▶ TASK OBJECTIVE: In the entries that follow, copy exactly each line from the first through the line with "let remote_id = match".

▶ SOURCE MATERIAL:
▼

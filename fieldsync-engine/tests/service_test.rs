//! End-to-end flows through the `SyncService` facade: offline capture with
//! photo attachment, delete-before-sync withdrawal, resubmission dedup,
//! local edits, and identity resolution.

mod common;

use std::sync::atomic::Ordering;

use serde_json::json;

use common::{drain, setup, MockRemote};
use fieldsync_core::blob::BlobState;
use fieldsync_core::id::EntityId;
use fieldsync_core::op::{OpKind, OpStatus};
use fieldsync_core::record::RecordLifecycle;
use fieldsync_core::traits::{IBlobStore, IOperationLog, IRecordStore};

#[tokio::test]
async fn test_offline_capture_with_photo_syncs_later() {
    let remote = MockRemote::new();
    let (store, service) = setup(remote.clone());

    let temp = service
        .create_local("room", "svc1", json!({"name": "Kitchen", "floor": 2}))
        .unwrap();
    let entity: EntityId = temp.clone().into();
    let photo = vec![0xffu8; 4096];
    let thumb = vec![0xeeu8; 128];
    let blob_id = service
        .attach_blob(&entity, &photo, "image/jpeg", json!({"caption": "sink"}), Some(&thumb))
        .unwrap();

    // Everything so far was local; the remote has seen nothing.
    assert_eq!(remote.total_calls(), 0);
    let record = store.get_record(&entity).unwrap().unwrap();
    assert_eq!(record.lifecycle, RecordLifecycle::LocalOnly);

    drain(&service).await;

    // The temp id now maps to a server-issued remote id and the record
    // lives under it.
    let resolved = service.resolve_id(&entity);
    let remote_id = match &resolved {
        EntityId::Remote(r) => r.clone(),
        EntityId::Temp(_) => panic!("temp id should have been mapped"),
    };
    assert!(store.get_record(&entity).unwrap().is_none());
    let record = store.get_record(&resolved).unwrap().unwrap();
    assert!(record.sync_error.is_none());

    // The photo bytes were uploaded against the remote id and then purged
    // locally; the thumbnail and the remote asset handle survive.
    assert_eq!(remote.create_calls.load(Ordering::SeqCst), 1);
    assert_eq!(remote.upload_calls.load(Ordering::SeqCst), 1);
    let uploads = remote.uploaded.lock().unwrap();
    assert_eq!(uploads[0], (remote_id.as_str().to_string(), photo.len()));
    drop(uploads);

    let blob = store.get_blob(&blob_id).unwrap().unwrap();
    assert_eq!(blob.state, BlobState::Purged);
    assert_eq!(blob.remote_asset_id.as_deref(), Some(format!("asset-{remote_id}").as_str()));
    assert!(store.blob_bytes(&blob_id).unwrap().is_none());

    let thumb_id = blob.thumbnail.expect("thumbnail recorded");
    let thumb_blob = store.get_blob(&thumb_id).unwrap().unwrap();
    assert_eq!(thumb_blob.state, BlobState::Local);
    assert_eq!(store.blob_bytes(&thumb_id).unwrap().unwrap(), thumb);
}

#[tokio::test]
async fn test_delete_before_sync_never_touches_remote() {
    let remote = MockRemote::new();
    let (store, service) = setup(remote.clone());

    let temp = service
        .create_local("room", "svc1", json!({"name": "Hallway"}))
        .unwrap();
    let entity: EntityId = temp.into();
    service
        .attach_blob(&entity, &[1, 2, 3], "image/jpeg", json!({}), None)
        .unwrap();
    service.update_local(&entity, json!({"name": "Hall"})).unwrap();

    service.delete_local(&entity).unwrap();

    // The create and everything behind it were withdrawn.
    assert_eq!(store.count_by_status(OpStatus::Pending).unwrap(), 0);
    assert!(store.get_record(&entity).unwrap().is_none());
    assert!(store.blobs_for_entity(&entity).unwrap().is_empty());

    drain(&service).await;
    assert_eq!(remote.total_calls(), 0);
}

#[tokio::test]
async fn test_delete_after_sync_queues_remote_delete() {
    let remote = MockRemote::new();
    let (store, service) = setup(remote.clone());

    let temp = service
        .create_local("room", "svc1", json!({"name": "Attic"}))
        .unwrap();
    let entity: EntityId = temp.into();
    drain(&service).await;

    let resolved = service.resolve_id(&entity);
    service.delete_local(&resolved).unwrap();
    drain(&service).await;

    assert_eq!(remote.delete_calls.load(Ordering::SeqCst), 1);
    assert!(store.get_record(&resolved).unwrap().is_none());
}

#[tokio::test]
async fn test_delete_by_remote_id_orders_behind_pending_upload() {
    let remote = MockRemote::new();
    let (store, service) = setup(remote.clone());

    let temp = service
        .create_local("visual", "svc1", json!({"name": "Crack"}))
        .unwrap();
    let entity: EntityId = temp.into();
    service
        .attach_blob(&entity, &[1, 2, 3], "image/jpeg", json!({}), None)
        .unwrap();

    // One pass: the create syncs and the record moves to the remote id;
    // the upload is still queued under the temp encoding.
    service.engine().sync_once().await;
    let resolved = service.resolve_id(&entity);
    assert!(!resolved.is_temp());

    // A caller holding the remote id deletes. The DELETE must still see
    // the temp-encoded upload and queue behind it.
    service.delete_local(&resolved).unwrap();
    let delete = store
        .ops_for_target(&resolved)
        .unwrap()
        .into_iter()
        .find(|op| op.kind == OpKind::Delete)
        .expect("delete queued");
    let upload = store
        .ops_for_target(&entity)
        .unwrap()
        .into_iter()
        .find(|op| op.kind == OpKind::UploadBlob)
        .expect("upload still queued");
    assert!(delete.dependencies.contains(&upload.operation_id));

    // Next pass dispatches only the upload.
    service.engine().sync_once().await;
    assert_eq!(remote.upload_calls.load(Ordering::SeqCst), 1);
    assert_eq!(remote.delete_calls.load(Ordering::SeqCst), 0);

    drain(&service).await;
    assert_eq!(remote.delete_calls.load(Ordering::SeqCst), 1);
    assert!(store.get_record(&resolved).unwrap().is_none());
}

#[tokio::test]
async fn test_blob_upload_leaves_record_lifecycle_alone() {
    let remote = MockRemote::new();
    let (store, service) = setup(remote.clone());

    let temp = service.create_local("visual", "svc1", json!({})).unwrap();
    let entity: EntityId = temp.into();
    drain(&service).await;
    let resolved = service.resolve_id(&entity);
    assert_eq!(
        store.get_record(&resolved).unwrap().unwrap().lifecycle,
        RecordLifecycle::Uploaded
    );

    // A blob attached after the create synced: its upload must not drag
    // the record back to uploading.
    service
        .attach_blob(&resolved, &[5u8; 16], "image/jpeg", json!({}), None)
        .unwrap();
    drain(&service).await;

    assert_eq!(remote.upload_calls.load(Ordering::SeqCst), 1);
    assert_eq!(
        store.get_record(&resolved).unwrap().unwrap().lifecycle,
        RecordLifecycle::Uploaded
    );
}

#[tokio::test]
async fn test_resubmitted_create_is_absorbed() {
    let remote = MockRemote::new();
    let (store, service) = setup(remote.clone());

    let temp = service
        .create_local("room", "svc1", json!({"name": "Porch"}))
        .unwrap();
    // The UI retries the same intent with the id it already holds.
    service
        .create_local_with_id(temp.clone(), "room", "svc1", json!({"name": "Porch"}))
        .unwrap();

    let entity: EntityId = temp.into();
    assert_eq!(store.ops_for_target(&entity).unwrap().len(), 1);

    drain(&service).await;
    assert_eq!(remote.create_calls.load(Ordering::SeqCst), 1);
    assert_eq!(remote.created.lock().unwrap().len(), 1);
}

#[tokio::test]
async fn test_update_merges_locally_and_orders_behind_create() {
    let remote = MockRemote::new();
    let (store, service) = setup(remote.clone());

    let temp = service
        .create_local("room", "svc1", json!({"name": "Kitchen", "floor": 2}))
        .unwrap();
    let entity: EntityId = temp.into();
    service
        .update_local(&entity, json!({"name": "Galley", "note": "tight"}))
        .unwrap();

    // Shallow merge: edited and new fields land, untouched fields stay.
    let record = store.get_record(&entity).unwrap().unwrap();
    assert_eq!(record.payload["name"], "Galley");
    assert_eq!(record.payload["floor"], 2);
    assert_eq!(record.payload["note"], "tight");

    drain(&service).await;

    // The update went out against the remote id, after the create.
    assert_eq!(remote.create_calls.load(Ordering::SeqCst), 1);
    assert_eq!(remote.update_calls.load(Ordering::SeqCst), 1);
    let resolved = service.resolve_id(&entity);
    let record = store.get_record(&resolved).unwrap().unwrap();
    assert_eq!(record.lifecycle, RecordLifecycle::Verified);
}

#[tokio::test]
async fn test_update_accepts_either_id_encoding() {
    let remote = MockRemote::new();
    let (store, service) = setup(remote.clone());

    let temp = service
        .create_local("room", "svc1", json!({"name": "Den"}))
        .unwrap();
    let entity: EntityId = temp.into();
    drain(&service).await;

    // The record now lives under the remote id, but a stale caller still
    // holds the temp id.
    service.update_local(&entity, json!({"name": "Study"})).unwrap();
    drain(&service).await;

    let resolved = service.resolve_id(&entity);
    let record = store.get_record(&resolved).unwrap().unwrap();
    assert_eq!(record.payload["name"], "Study");
    assert_eq!(remote.update_calls.load(Ordering::SeqCst), 1);
}

#[tokio::test]
async fn test_resolve_and_reverse_resolve_round_trip() {
    let remote = MockRemote::new();
    let (_store, service) = setup(remote.clone());

    let temp = service
        .create_local("room", "svc1", json!({}))
        .unwrap();
    let entity: EntityId = temp.clone().into();

    // Unmapped ids come back unchanged.
    assert_eq!(service.resolve_id(&entity), entity);

    drain(&service).await;

    let resolved = service.resolve_id(&entity);
    assert!(!resolved.is_temp());
    let back = service.reverse_resolve(&resolved).unwrap();
    assert_eq!(back, Some(temp));
}

#[tokio::test]
async fn test_unknown_entity_is_an_error() {
    let remote = MockRemote::new();
    let (_store, service) = setup(remote);

    let ghost = EntityId::parse("temp_room_nobody_99");
    let err = service.update_local(&ghost, json!({"x": 1})).unwrap_err();
    assert!(err.to_string().contains("temp_room_nobody_99"));
}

▲

▶ WORKED SOLUTION:
filename fieldsync-engine/tests/service_test.rs
//! End-to-end flows through the `SyncService` facade: offline capture with
//! photo attachment, delete-before-sync withdrawal, resubmission dedup,
//! local edits, and identity resolution.

mod common;

use std::sync::atomic::Ordering;

use serde_json::json;

use common::{drain, setup, MockRemote};
use fieldsync_core::blob::BlobState;
use fieldsync_core::id::EntityId;
use fieldsync_core::op::{OpKind, OpStatus};
use fieldsync_core::record::RecordLifecycle;
use fieldsync_core::traits::{IBlobStore, IOperationLog, IRecordStore};

#[tokio::test]
async fn test_offline_capture_with_photo_syncs_later() {
    let remote = MockRemote::new();
    let (store, service) = setup(remote.clone());

    let temp = service
        .create_local("room", "svc1", json!({"name": "Kitchen", "floor": 2}))
        .unwrap();
    let entity: EntityId = temp.clone().into();
    let photo = vec![0xffu8; 4096];
    let thumb = vec![0xeeu8; 128];
    let blob_id = service
        .attach_blob(&entity, &photo, "image/jpeg", json!({"caption": "sink"}), Some(&thumb))
        .unwrap();

    // Everything so far was local; the remote has seen nothing.
    assert_eq!(remote.total_calls(), 0);
    let record = store.get_record(&entity).unwrap().unwrap();
    assert_eq!(record.lifecycle, RecordLifecycle::LocalOnly);

    drain(&service).await;

    // The temp id now maps to a server-issued remote id and the record
    // lives under it.
    let resolved = service.resolve_id(&entity);
    let remote_id = match &resolved {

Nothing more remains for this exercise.